Criado em 2012, na capital paulista, pela estilista e curadora Cristiane Rosenbaum, o encontro reúne artistas e designers independentes com criações autorais e identidade brasileira. Cada uma das oito edições anuais recebia até 3 mil pessoas por dia.

Em meio à Covid-19, as atividades migraram para o online; a comercialização passou a ser feita pelo e-commerce próprio e pelo Instagram, até chegar, em novembro, a um modelo híbrido, com vendas por canais digitais e um evento presencial em São Paulo. Mesmo nesse formato, Cristiane estima uma queda de 60% no faturamento em relação às edições pré-pandemia. 

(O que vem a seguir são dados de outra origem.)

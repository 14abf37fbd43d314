//! crates/essay_writer_core/src/domain.rs
//!
//! Defines the core data structures for the essay writer.
//! The raw `EssayForm` is what a user edits; `GenerationRequest` is the validated
//! request that is allowed to reach the generation service.

use chrono::{DateTime, Utc};
use serde::{Deserialize, Deserializer, Serialize};
use std::num::NonZeroU32;
use uuid::Uuid;

//=========================================================================================
// Essay Output
//=========================================================================================

/// One heading/content pair of a generated essay.
#[derive(Debug, Clone, PartialEq, Eq, Serialize, Deserialize)]
#[serde(deny_unknown_fields)]
pub struct EssayParagraph {
    pub heading: String,
    pub content: String,
}

//=========================================================================================
// Form Selections
//=========================================================================================

/// The academic level the essay is written for.
#[derive(Debug, Clone, Copy, PartialEq, Eq, Default, Serialize, Deserialize)]
#[serde(rename_all = "SCREAMING_SNAKE_CASE")]
pub enum EssayLevel {
    MiddleSchool,
    #[default]
    HighSchool,
    University,
    Professional,
}

impl EssayLevel {
    pub const ALL: [EssayLevel; 4] = [
        EssayLevel::MiddleSchool,
        EssayLevel::HighSchool,
        EssayLevel::University,
        EssayLevel::Professional,
    ];

    pub fn label(self) -> &'static str {
        match self {
            EssayLevel::MiddleSchool => "Middle School",
            EssayLevel::HighSchool => "High School",
            EssayLevel::University => "University",
            EssayLevel::Professional => "Professional / CSS",
        }
    }
}

/// The user-selected essay size category.
#[derive(Debug, Clone, Copy, PartialEq, Eq, Serialize, Deserialize)]
#[serde(rename_all = "SCREAMING_SNAKE_CASE")]
pub enum LengthClass {
    Short,
    Medium,
    Long,
    Custom,
}

impl LengthClass {
    pub fn label(self) -> &'static str {
        match self {
            LengthClass::Short => "Short (approx. 300 words)",
            LengthClass::Medium => "Medium (approx. 600 words)",
            LengthClass::Long => "Long (approx. 1000 words)",
            LengthClass::Custom => "Custom Word Count",
        }
    }

    /// Parses the wire name of a length class. Unknown names yield `None`.
    pub fn parse(name: &str) -> Option<Self> {
        match name.trim().to_ascii_uppercase().as_str() {
            "SHORT" => Some(LengthClass::Short),
            "MEDIUM" => Some(LengthClass::Medium),
            "LONG" => Some(LengthClass::Long),
            "CUSTOM" => Some(LengthClass::Custom),
            _ => None,
        }
    }
}

/// The natural language the essay text should be written in.
#[derive(Debug, Clone, Copy, PartialEq, Eq, Default, Serialize, Deserialize)]
#[serde(rename_all = "SCREAMING_SNAKE_CASE")]
pub enum TargetLanguage {
    #[default]
    English,
    Spanish,
    French,
    German,
    ChineseSimplified,
    Japanese,
    Arabic,
    Hindi,
}

impl TargetLanguage {
    /// The language name as used in generation instructions.
    pub fn name(self) -> &'static str {
        match self {
            TargetLanguage::English => "English",
            TargetLanguage::Spanish => "Spanish",
            TargetLanguage::French => "French",
            TargetLanguage::German => "German",
            TargetLanguage::ChineseSimplified => "Chinese (Simplified)",
            TargetLanguage::Japanese => "Japanese",
            TargetLanguage::Arabic => "Arabic",
            TargetLanguage::Hindi => "Hindi",
        }
    }

    /// The language name as shown in a selection list.
    pub fn label(self) -> &'static str {
        match self {
            TargetLanguage::English => "English (Default)",
            other => other.name(),
        }
    }

    pub fn is_default(self) -> bool {
        self == TargetLanguage::default()
    }
}

//=========================================================================================
// Raw Form Input
//=========================================================================================

/// The form exactly as the user filled it in. Nothing here is trusted.
#[derive(Debug, Clone, PartialEq, Eq, Default, Serialize, Deserialize)]
#[serde(rename_all = "camelCase")]
pub struct EssayForm {
    #[serde(default)]
    pub topic: String,
    #[serde(default)]
    pub level: EssayLevel,
    /// `None` when the selection is absent or not a known length class.
    #[serde(default, deserialize_with = "lenient_length_class")]
    pub length: Option<LengthClass>,
    /// The custom word count as typed; only consulted for `LengthClass::Custom`.
    #[serde(default)]
    pub custom_word_count: Option<String>,
    #[serde(default)]
    pub target_language: TargetLanguage,
    #[serde(default)]
    pub requirements: String,
}

fn lenient_length_class<'de, D>(deserializer: D) -> Result<Option<LengthClass>, D::Error>
where
    D: Deserializer<'de>,
{
    let value = Option::<serde_json::Value>::deserialize(deserializer)?;
    Ok(value
        .as_ref()
        .and_then(serde_json::Value::as_str)
        .and_then(LengthClass::parse))
}

/// Reasons a form cannot be turned into a `GenerationRequest`.
#[derive(Debug, Clone, PartialEq, Eq, thiserror::Error)]
pub enum ValidationError {
    #[error("Please enter a topic for the essay.")]
    EmptyTopic,
    #[error("Please enter a custom word count.")]
    MissingWordCount,
    #[error("Please enter a valid custom word count greater than zero (got '{0}').")]
    InvalidWordCount(String),
}

impl EssayForm {
    /// Checks the form and produces the request that may be sent for generation.
    pub fn validate(&self) -> Result<GenerationRequest, ValidationError> {
        if self.topic.trim().is_empty() {
            return Err(ValidationError::EmptyTopic);
        }

        let length = match self.length.unwrap_or(LengthClass::Medium) {
            LengthClass::Short => EssayLength::Short,
            LengthClass::Medium => EssayLength::Medium,
            LengthClass::Long => EssayLength::Long,
            LengthClass::Custom => EssayLength::Custom {
                word_count: parse_word_count(self.custom_word_count.as_deref())?,
            },
        };

        Ok(GenerationRequest {
            topic: self.topic.clone(),
            level: self.level,
            length,
            target_language: self.target_language,
            requirements: self.requirements.clone(),
        })
    }
}

fn parse_word_count(raw: Option<&str>) -> Result<NonZeroU32, ValidationError> {
    let text = raw
        .map(str::trim)
        .filter(|s| !s.is_empty())
        .ok_or(ValidationError::MissingWordCount)?;

    text.parse::<i64>()
        .ok()
        .and_then(|n| u32::try_from(n).ok())
        .and_then(NonZeroU32::new)
        .ok_or_else(|| ValidationError::InvalidWordCount(text.to_string()))
}

//=========================================================================================
// Validated Request
//=========================================================================================

/// The validated essay length. A custom length always carries a positive word count.
#[derive(Debug, Clone, Copy, PartialEq, Eq, Serialize, Deserialize)]
#[serde(
    tag = "class",
    rename_all = "SCREAMING_SNAKE_CASE",
    rename_all_fields = "camelCase"
)]
pub enum EssayLength {
    Short,
    Medium,
    Long,
    Custom { word_count: NonZeroU32 },
}

impl EssayLength {
    pub fn class(self) -> LengthClass {
        match self {
            EssayLength::Short => LengthClass::Short,
            EssayLength::Medium => LengthClass::Medium,
            EssayLength::Long => LengthClass::Long,
            EssayLength::Custom { .. } => LengthClass::Custom,
        }
    }

    pub fn custom_word_count(self) -> Option<u32> {
        match self {
            EssayLength::Custom { word_count } => Some(word_count.get()),
            _ => None,
        }
    }
}

/// A request that has passed form validation: non-blank topic and, for custom
/// lengths, a positive word count.
#[derive(Debug, Clone, PartialEq, Eq, Serialize, Deserialize)]
#[serde(rename_all = "camelCase")]
pub struct GenerationRequest {
    pub(crate) topic: String,
    pub(crate) level: EssayLevel,
    pub(crate) length: EssayLength,
    pub(crate) target_language: TargetLanguage,
    pub(crate) requirements: String,
}

impl GenerationRequest {
    pub fn topic(&self) -> &str {
        &self.topic
    }

    pub fn level(&self) -> EssayLevel {
        self.level
    }

    pub fn length(&self) -> EssayLength {
        self.length
    }

    pub fn target_language(&self) -> TargetLanguage {
        self.target_language
    }

    pub fn requirements(&self) -> &str {
        &self.requirements
    }

    /// Copies the request back into editable form state.
    pub fn to_form(&self) -> EssayForm {
        EssayForm {
            topic: self.topic.clone(),
            level: self.level,
            length: Some(self.length.class()),
            custom_word_count: self.length.custom_word_count().map(|n| n.to_string()),
            target_language: self.target_language,
            requirements: self.requirements.clone(),
        }
    }
}

//=========================================================================================
// History
//=========================================================================================

/// A persisted record of one successful generation.
#[derive(Debug, Clone, PartialEq, Eq, Serialize, Deserialize)]
#[serde(rename_all = "camelCase")]
pub struct HistoryEntry {
    pub id: String,
    pub timestamp: DateTime<Utc>,
    #[serde(flatten)]
    pub request: GenerationRequest,
    pub essay_content: Vec<EssayParagraph>,
}

impl HistoryEntry {
    /// Records a generation that just succeeded.
    pub fn new(request: GenerationRequest, essay_content: Vec<EssayParagraph>) -> Self {
        Self {
            id: Uuid::new_v4().to_string(),
            timestamp: Utc::now(),
            request,
            essay_content,
        }
    }
}

#[cfg(test)]
mod tests {
    use super::*;

    fn form(topic: &str) -> EssayForm {
        EssayForm {
            topic: topic.to_string(),
            ..EssayForm::default()
        }
    }

    fn custom_form(word_count: Option<&str>) -> EssayForm {
        EssayForm {
            length: Some(LengthClass::Custom),
            custom_word_count: word_count.map(str::to_string),
            ..form("Renewable energy")
        }
    }

    #[test]
    fn blank_topic_is_rejected() {
        assert_eq!(form("").validate(), Err(ValidationError::EmptyTopic));
        assert_eq!(form("   \t\n").validate(), Err(ValidationError::EmptyTopic));
    }

    #[test]
    fn custom_length_requires_positive_word_count() {
        assert_eq!(
            custom_form(None).validate(),
            Err(ValidationError::MissingWordCount)
        );
        assert_eq!(
            custom_form(Some("")).validate(),
            Err(ValidationError::MissingWordCount)
        );
        assert_eq!(
            custom_form(Some("0")).validate(),
            Err(ValidationError::InvalidWordCount("0".to_string()))
        );
        assert_eq!(
            custom_form(Some("-5")).validate(),
            Err(ValidationError::InvalidWordCount("-5".to_string()))
        );
        assert!(matches!(
            custom_form(Some("many")).validate(),
            Err(ValidationError::InvalidWordCount(_))
        ));
    }

    #[test]
    fn custom_length_keeps_word_count() {
        let request = custom_form(Some(" 750 ")).validate().unwrap();
        assert_eq!(request.length().custom_word_count(), Some(750));
        assert_eq!(request.length().class(), LengthClass::Custom);
    }

    #[test]
    fn word_count_is_ignored_for_fixed_lengths() {
        let request = EssayForm {
            length: Some(LengthClass::Long),
            custom_word_count: Some("-5".to_string()),
            ..form("Tides")
        }
        .validate()
        .unwrap();
        assert_eq!(request.length(), EssayLength::Long);
    }

    #[test]
    fn missing_or_unknown_length_falls_back_to_medium() {
        assert_eq!(form("Tides").validate().unwrap().length(), EssayLength::Medium);

        let parsed: EssayForm =
            serde_json::from_str(r#"{"topic":"Tides","length":"ENORMOUS"}"#).unwrap();
        assert_eq!(parsed.length, None);
        assert_eq!(parsed.validate().unwrap().length(), EssayLength::Medium);
    }

    #[test]
    fn form_deserializes_wire_names() {
        let parsed: EssayForm = serde_json::from_str(
            r#"{"topic":"Tides","level":"UNIVERSITY","length":"custom","customWordCount":"400","targetLanguage":"CHINESE_SIMPLIFIED"}"#,
        )
        .unwrap();
        assert_eq!(parsed.level, EssayLevel::University);
        assert_eq!(parsed.length, Some(LengthClass::Custom));
        assert_eq!(parsed.target_language, TargetLanguage::ChineseSimplified);
        assert_eq!(parsed.requirements, "");
    }

    #[test]
    fn request_copies_back_into_form() {
        let original = EssayForm {
            level: EssayLevel::Professional,
            target_language: TargetLanguage::German,
            requirements: "Cite two economists.".to_string(),
            ..custom_form(Some("900"))
        };
        let request = original.validate().unwrap();
        let mut restored = request.to_form();
        assert_eq!(restored.custom_word_count.as_deref(), Some("900"));
        assert_eq!(restored.level, EssayLevel::Professional);

        restored.topic.push_str(" (edited)");
        assert_eq!(request.topic(), "Renewable energy");
    }

    #[test]
    fn labels_match_selection_lists() {
        assert_eq!(EssayLevel::Professional.label(), "Professional / CSS");
        assert_eq!(TargetLanguage::English.label(), "English (Default)");
        assert_eq!(TargetLanguage::English.name(), "English");
        assert!(TargetLanguage::English.is_default());
        assert!(!TargetLanguage::Hindi.is_default());
    }
}
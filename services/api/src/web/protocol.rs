//! services/api/src/web/protocol.rs
//!
//! Defines the WebSocket message protocol between the browser form and the API server.
//! Each client message is one user action; the server answers with zero or more
//! server messages.

use chrono::{DateTime, Utc};
use essay_writer_core::{EssayForm, EssayParagraph, HistoryEntry, SampleEssay};
use serde::{Deserialize, Serialize};
use utoipa::ToSchema;

//=========================================================================================
// Messages Sent FROM the Client (Browser) TO the Server
//=========================================================================================

/// Represents the structured text messages a client can send to the server.
#[derive(Deserialize, Debug)]
#[serde(tag = "type", rename_all = "snake_case")]
pub enum ClientMessage {
    /// Submits the form for generation. Rejected while a generation is running.
    Generate { form: EssayForm },

    /// Copies a history entry into the form and the essay view.
    LoadHistory { id: String },

    /// Copies a built-in sample into the form and the essay view.
    LoadSample { index: usize },

    DeleteHistory { id: String },

    /// Wipes the history. Only honored when `confirmed` is true.
    ClearHistory {
        #[serde(default)]
        confirmed: bool,
    },

    ListHistory,

    ListSamples,

    /// Asks for the currently displayed essay as a text file.
    Download,
}

//=========================================================================================
// Messages Sent FROM the Server TO the Client (Browser)
//=========================================================================================

/// Represents the structured text messages the server can send to the client.
#[derive(Serialize, Debug, Clone)]
#[serde(tag = "type", rename_all = "snake_case")]
pub enum ServerMessage {
    /// Sent once when the connection opens.
    SessionInitialized { history: Vec<HistorySummary> },

    /// The form was accepted and the generation call is under way.
    GenerationStarted,

    /// A generation succeeded and was recorded in the history.
    EssayGenerated { entry: HistoryEntry },

    /// The form and essay view now hold a copy of a stored essay.
    FormLoaded {
        form: EssayForm,
        essay: Vec<EssayParagraph>,
    },

    HistoryUpdated { history: Vec<HistorySummary> },

    Samples { samples: Vec<SampleEssay> },

    /// The client must ask the user and resend `ClearHistory` with `confirmed: true`.
    ClearConfirmationRequired,

    /// A generation is already running for this session.
    Busy,

    /// The form was not submitted; nothing changed.
    ValidationFailed { message: String },

    /// The displayed essay as a downloadable text file.
    Download { file_name: String, text: String },

    /// Reports an error the user should see.
    Error { message: String },
}

//=========================================================================================
// Shared Payloads
//=========================================================================================

/// A compact view of one history entry for listings.
#[derive(Serialize, Debug, Clone, PartialEq, Eq, ToSchema)]
#[serde(rename_all = "camelCase")]
pub struct HistorySummary {
    pub id: String,
    pub topic: String,
    pub level: String,
    pub timestamp: DateTime<Utc>,
    pub paragraph_count: usize,
}

impl From<&HistoryEntry> for HistorySummary {
    fn from(entry: &HistoryEntry) -> Self {
        Self {
            id: entry.id.clone(),
            topic: entry.request.topic().to_string(),
            level: entry.request.level().label().to_string(),
            timestamp: entry.timestamp,
            paragraph_count: entry.essay_content.len(),
        }
    }
}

Outra edição paulistana está ocorrendo agora, desde o dia 9 e até o próximo domingo, 20. Para evitar aglomerações, o endereço é divulgado apenas na hora do agendamento da visita, pelo WhatsApp.

A seguir, a estilista e empreendedora fala sobre curadoria, o modelo híbrido de vendas e sua motivação para persistir, mesmo com as dificuldades provocadas pelo coronavírus.

 

Como foi sua trajetória profissional até criar a Feira Rosenbaum?
Eu vim da moda. Trabalhei em várias marcas conhecidas de São Paulo como estilista, fui morar em Londres e lá estudei na Saint Martins. De volta ao Brasil, colaborei com marcas como Huis Clos, Naka e Siberian, até que em 2003 criei uma marca própria de roupas infantil, a Santa Paciência, que operou por dez anos. Depois que fechei o negócio, fui trabalhar com fotografia e outras coisas.

No final de 2012, tive a ideia de fazer um encontro de final de ano no escritório do meu ex-marido, o arquiteto Marcelo Rosenbaum, e chamei 15 artistas que já conhecia para expor lá. Foi um sucesso. Aí fui fazendo de novo e de novo… E a feira foi crescendo.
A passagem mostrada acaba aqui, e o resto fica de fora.